As Ganz emphasizes, mythmaking for Sorel is a strength, not a weakness, in a political movement. “Myths cannot be refuted through factual disputation, they are not subject to scientific testing, etc.: they mobilize the passions and imagination,” Ganz sums up. “Sorel also believed that violence had redemptive power; it could break through liberalism’s deadening and decadent regime of bargaining and negotiation, which he thought was just the reign of fraud and corruption. Sorel hated first and foremost the institutions of liberal democracy and thought their destruction was a more important revolutionary goal even than ending capitalism.”
The energizing force of Trumpism comes from harnessing myths that promise an end to normal politics. QAnon isn’t just an accusation that the president’s enemies are Satanic pedophiles but also an eliminationist ideology preaching the necessity of executing those enemies. Less febrile but still dangerous are the myths that the election was stolen and that Trump was stabbed in the back by a “deep state” cabal.
Over the past five years, liberals have made a doomed attempt to refute Trump with fact-checking. But you can’t fact-check a myth, which appeals to emotions that are impervious to evidence.
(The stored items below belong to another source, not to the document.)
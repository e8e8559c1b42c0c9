//! Frame compositor: crop, stack, and aspect-normalize.
//!
//! Pure functions over pixel buffers. Inputs are never mutated and the
//! output is fully determined by the inputs.

use image::imageops::{self, FilterType};
use streamcut_clip_model::{Frame, Region, TargetAspect};
use streamcut_common::{StreamcutError, StreamcutResult};

/// Cubic interpolation, matching the original capture pipeline.
const RESIZE_FILTER: FilterType = FilterType::CatmullRom;

/// Crop a region out of a frame.
///
/// The region follows the transposed consumption contract on [`Region`]:
/// `x`/`width` select rows, `y`/`height` select columns. A region that
/// exceeds the frame extent fails with `RegionOutOfBounds`; there is no
/// partial-frame clamping.
pub fn crop_region(frame: &Frame, region: &Region) -> StreamcutResult<Frame> {
    let row_end = region.x.checked_add(region.width);
    let col_end = region.y.checked_add(region.height);
    let in_bounds = matches!(
        (row_end, col_end),
        (Some(rows), Some(cols)) if rows <= frame.height() && cols <= frame.width()
    );
    if !in_bounds {
        return Err(StreamcutError::RegionOutOfBounds {
            row_offset: region.x,
            row_extent: region.width,
            col_offset: region.y,
            col_extent: region.height,
            frame_width: frame.width(),
            frame_height: frame.height(),
        });
    }

    // Rows map to the image y-axis, columns to the x-axis.
    Ok(imageops::crop_imm(frame, region.y, region.x, region.height, region.width).to_image())
}

/// Composite an ordered sequence of images into one frame of exactly
/// `aspect` dimensions.
///
/// Every input is resized to the minimum input width (shrink-to-fit keeps
/// upscaling artifacts out of the narrower source), preserving its own
/// aspect ratio, then the results are stacked vertically in input order.
/// The stack is finally resized to `aspect` without preserving aspect
/// ratio, so the output container size is fixed.
pub fn composite(images: &[Frame], aspect: TargetAspect) -> StreamcutResult<Frame> {
    if images.is_empty() {
        return Err(StreamcutError::EmptyInput);
    }
    for img in images {
        if img.width() == 0 || img.height() == 0 {
            return Err(StreamcutError::InvalidDimensions {
                width: img.width(),
                height: img.height(),
            });
        }
    }

    let common_width = images.iter().map(|img| img.width()).min().unwrap_or(0);

    let mut total_height = 0u32;
    let resized: Vec<Frame> = images
        .iter()
        .map(|img| {
            let scaled_height = ((img.height() as f64 * common_width as f64
                / img.width() as f64)
                .round() as u32)
                .max(1);
            total_height += scaled_height;
            imageops::resize(img, common_width, scaled_height, RESIZE_FILTER)
        })
        .collect();

    let mut stacked = Frame::new(common_width, total_height);
    let mut y_offset = 0u32;
    for img in &resized {
        imageops::overlay(&mut stacked, img, 0, y_offset as i64);
        y_offset += img.height();
    }

    Ok(imageops::resize(
        &stacked,
        aspect.width,
        aspect.height,
        RESIZE_FILTER,
    ))
}

#[cfg(test)]
mod tests {
    use super::*;
    use image::{Rgb, RgbImage};
    use proptest::prelude::*;

    fn solid(width: u32, height: u32, value: u8) -> Frame {
        RgbImage::from_pixel(width, height, Rgb([value, value, value]))
    }

    #[test]
    fn crop_honors_the_row_column_contract() {
        // 40 columns, 30 rows; paint rows 5..15, cols 10..30.
        let mut frame = solid(40, 30, 0);
        for row in 5..15 {
            for col in 10..30 {
                frame.put_pixel(col, row, Rgb([200, 200, 200]));
            }
        }

        let region = Region::new(5, 10, 10, 20);
        let crop = crop_region(&frame, &region).unwrap();
        assert_eq!(crop.width(), 20);
        assert_eq!(crop.height(), 10);
        assert!(crop.pixels().all(|p| p == &Rgb([200, 200, 200])));
    }

    #[test]
    fn crop_beyond_rows_is_out_of_bounds() {
        let frame = solid(40, 30, 0);
        let err = crop_region(&frame, &Region::new(25, 0, 10, 20)).unwrap_err();
        assert!(matches!(err, StreamcutError::RegionOutOfBounds { .. }));
    }

    #[test]
    fn crop_beyond_columns_is_out_of_bounds() {
        let frame = solid(40, 30, 0);
        let err = crop_region(&frame, &Region::new(0, 35, 10, 20)).unwrap_err();
        assert!(matches!(err, StreamcutError::RegionOutOfBounds { .. }));
    }

    #[test]
    fn crop_to_the_exact_edge_is_allowed() {
        let frame = solid(40, 30, 7);
        let crop = crop_region(&frame, &Region::new(0, 0, 30, 40)).unwrap();
        assert_eq!((crop.width(), crop.height()), (40, 30));
    }

    #[test]
    fn composite_forces_exact_target_dimensions() {
        let aspect = TargetAspect::new(720, 1280).unwrap();
        let out = composite(&[solid(320, 90, 10), solid(320, 400, 20)], aspect).unwrap();
        assert_eq!((out.width(), out.height()), (720, 1280));
    }

    #[test]
    fn composite_shrinks_to_the_narrowest_input() {
        // Wildly different widths and heights still land on the target.
        let aspect = TargetAspect::new(360, 640).unwrap();
        let out = composite(&[solid(1920, 1080, 10), solid(256, 64, 20)], aspect).unwrap();
        assert_eq!((out.width(), out.height()), (360, 640));
    }

    #[test]
    fn composite_stacks_in_input_order() {
        let aspect = TargetAspect::new(100, 200).unwrap();
        let out = composite(&[solid(100, 100, 250), solid(100, 100, 10)], aspect).unwrap();
        // First input on top, second below.
        assert!(out.get_pixel(50, 10).0[0] > 200);
        assert!(out.get_pixel(50, 190).0[0] < 60);
    }

    proptest! {
        /// Any pair of non-degenerate inputs lands on exactly the target
        /// dimensions, and compositing the same inputs twice is
        /// byte-identical.
        #[test]
        fn composite_is_exact_and_deterministic_for_any_input_dims(
            w1 in 1u32..240, h1 in 1u32..240,
            w2 in 1u32..240, h2 in 1u32..240,
        ) {
            let aspect = TargetAspect::new(72, 128).unwrap();
            let inputs = [solid(w1, h1, 33), solid(w2, h2, 99)];
            let a = composite(&inputs, aspect).unwrap();
            let b = composite(&inputs, aspect).unwrap();
            prop_assert_eq!((a.width(), a.height()), (72, 128));
            prop_assert_eq!(a.as_raw(), b.as_raw());
        }
    }

    #[test]
    fn composite_does_not_mutate_inputs() {
        let original = solid(64, 64, 42);
        let inputs = [original.clone(), solid(32, 32, 7)];
        composite(&inputs, TargetAspect::default()).unwrap();
        assert_eq!(inputs[0].as_raw(), original.as_raw());
    }

    #[test]
    fn empty_sequence_is_rejected() {
        let err = composite(&[], TargetAspect::default()).unwrap_err();
        assert!(matches!(err, StreamcutError::EmptyInput));
    }

    #[test]
    fn zero_sized_input_is_rejected() {
        let err = composite(&[solid(64, 64, 1), Frame::new(0, 0)], TargetAspect::default())
            .unwrap_err();
        assert!(matches!(
            err,
            StreamcutError::InvalidDimensions {
                width: 0,
                height: 0
            }
        ));
    }

    #[test]
    fn single_image_composites_too() {
        let aspect = TargetAspect::new(720, 1280).unwrap();
        let out = composite(&[solid(640, 480, 128)], aspect).unwrap();
        assert_eq!((out.width(), out.height()), (720, 1280));
    }
}
//! The cut pipeline: select two regions once, composite every frame.
//!
//! Strictly sequential: each selection blocks until the operator answers,
//! then the frame loop runs to EOF. The intermediate visual-only stream
//! lives at a scoped temp path that is removed on every exit path, so a
//! failed run leaves nothing on disk.

use std::path::{Path, PathBuf};
use std::time::Instant;

use streamcut_clip_model::{Region, TargetAspect};
use streamcut_common::{StreamcutError, StreamcutResult};
use streamcut_selection_core::{select_region, SelectionSurface};

use crate::compositor::{composite, crop_region};
use crate::media::{MediaBackend, VideoMetadata};

/// One cut run: a source video in, a composited clip out.
#[derive(Debug, Clone)]
pub struct CutJob {
    /// The source video.
    pub input: PathBuf,

    /// The output video path.
    pub output: PathBuf,

    /// Exact output dimensions.
    pub aspect: TargetAspect,
}

/// A temp-file path that is deleted when the guard drops.
struct TempArtifact {
    path: PathBuf,
}

impl TempArtifact {
    fn new(prefix: &str, extension: &str) -> Self {
        let nanos = std::time::SystemTime::now()
            .duration_since(std::time::UNIX_EPOCH)
            .map(|d| d.subsec_nanos())
            .unwrap_or(0);
        let path = std::env::temp_dir().join(format!(
            "{prefix}-{}-{nanos}.{extension}",
            std::process::id()
        ));
        Self { path }
    }

    fn path(&self) -> &Path {
        &self.path
    }
}

impl Drop for TempArtifact {
    fn drop(&mut self) {
        if self.path.exists() {
            if let Err(err) = std::fs::remove_file(&self.path) {
                tracing::warn!(
                    path = %self.path.display(),
                    error = %err,
                    "Failed to remove intermediate stream"
                );
            }
        }
    }
}

/// Run the full cut pipeline.
///
/// Fatal on every taxonomy error: the run either writes a complete output
/// file or leaves no file behind.
pub async fn run_cut(
    job: CutJob,
    backend: &dyn MediaBackend,
    surface: &mut dyn SelectionSurface,
) -> StreamcutResult<()> {
    let started = Instant::now();

    if !job.input.exists() {
        return Err(StreamcutError::FileNotFound {
            path: job.input.clone(),
        });
    }
    if !backend.is_available() {
        return Err(StreamcutError::unsupported(format!(
            "Media backend '{}' is not available on this system",
            backend.name()
        )));
    }

    tracing::info!(
        backend = backend.name(),
        input = %job.input.display(),
        output = %job.output.display(),
        aspect = %job.aspect,
        "Starting cut"
    );

    let metadata = backend.probe(&job.input)?;
    tracing::info!(
        width = metadata.width,
        height = metadata.height,
        fps = metadata.fps,
        frames = ?metadata.frame_count,
        "Source probed"
    );

    let mut source = backend.open_source(&job.input)?;
    let reference = source
        .next_frame()?
        .ok_or_else(|| StreamcutError::EmptySource {
            path: job.input.clone(),
        })?;

    // Both selections run against the same reference frame. Order matters:
    // the webcam region is always stacked above the gamefeed region.
    let webcam = select_region(surface, &reference, "webcam")?;
    let gamefeed = select_region(surface, &reference, "gamefeed")?;
    tracing::info!(?webcam, ?gamefeed, "Regions locked for the frame loop");

    if let Some(parent) = job.output.parent() {
        if !parent.as_os_str().is_empty() {
            std::fs::create_dir_all(parent)?;
        }
    }

    let intermediate = TempArtifact::new("streamcut-visual", "mp4");
    let mut sink = backend.create_sink(intermediate.path(), job.aspect, metadata.fps)?;

    let mut frames_read = 0u64;
    let mut frames_written = 0u64;
    let mut frame = Some(reference);
    while let Some(current) = frame {
        frames_read += 1;
        let webcam_crop = crop_region(&current, &webcam)?;
        let gamefeed_crop = crop_region(&current, &gamefeed)?;
        let composed = composite(&[webcam_crop, gamefeed_crop], job.aspect)?;
        sink.write_frame(&composed)?;
        frames_written += 1;
        frame = source.next_frame()?;
    }
    sink.finish()?;
    tracing::info!(frames_read, frames_written, "Intermediate stream complete");

    if let Err(err) = backend.remux(intermediate.path(), &job.input, &job.output) {
        // No partial output may survive a failed merge.
        if job.output.exists() {
            if let Err(rm_err) = std::fs::remove_file(&job.output) {
                tracing::warn!(
                    path = %job.output.display(),
                    error = %rm_err,
                    "Failed to remove partial output"
                );
            }
        }
        return Err(err);
    }

    write_debug_report(
        &job,
        &metadata,
        &webcam,
        &gamefeed,
        frames_read,
        frames_written,
        started.elapsed().as_secs_f64(),
    );

    tracing::info!(
        elapsed_secs = started.elapsed().as_secs_f64(),
        output = %job.output.display(),
        "Cut finished"
    );
    Ok(())
}

#[allow(clippy::too_many_arguments)]
fn write_debug_report(
    job: &CutJob,
    metadata: &VideoMetadata,
    webcam: &Region,
    gamefeed: &Region,
    frames_read: u64,
    frames_written: u64,
    elapsed_secs: f64,
) {
    let report = format!(
        "written_at={}\ninput={}\noutput={}\naspect={}\nsource={}x{}@{:.3}fps\n\
         container_frames={:?}\nwebcam_region={:?}\ngamefeed_region={:?}\n\
         frames_read={}\nframes_written={}\nelapsed_secs={:.3}\n",
        chrono::Utc::now().to_rfc3339(),
        job.input.display(),
        job.output.display(),
        job.aspect,
        metadata.width,
        metadata.height,
        metadata.fps,
        metadata.frame_count,
        webcam,
        gamefeed,
        frames_read,
        frames_written,
        elapsed_secs,
    );

    let report_path = job.output.with_extension("debug.txt");
    if let Err(err) = std::fs::write(&report_path, &report) {
        tracing::warn!(error = %err, path = %report_path.display(), "Failed to write debug report");
    } else {
        tracing::debug!(path = %report_path.display(), "Wrote debug report");
    }
}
After a year, we can see that the pandemic has created two competing surges toward collective action. It has energized the Gramscian left: The BLM street protests, with the exception of stray anarchist violence, aimed at concrete goals of political and institutional change. But the pandemic has also agitated the Sorelian right, which dreams of nothing less than the end of liberal democracy. The competition between these two movements, between two different types of solidarity created by isolation, will define post-pandemic politics.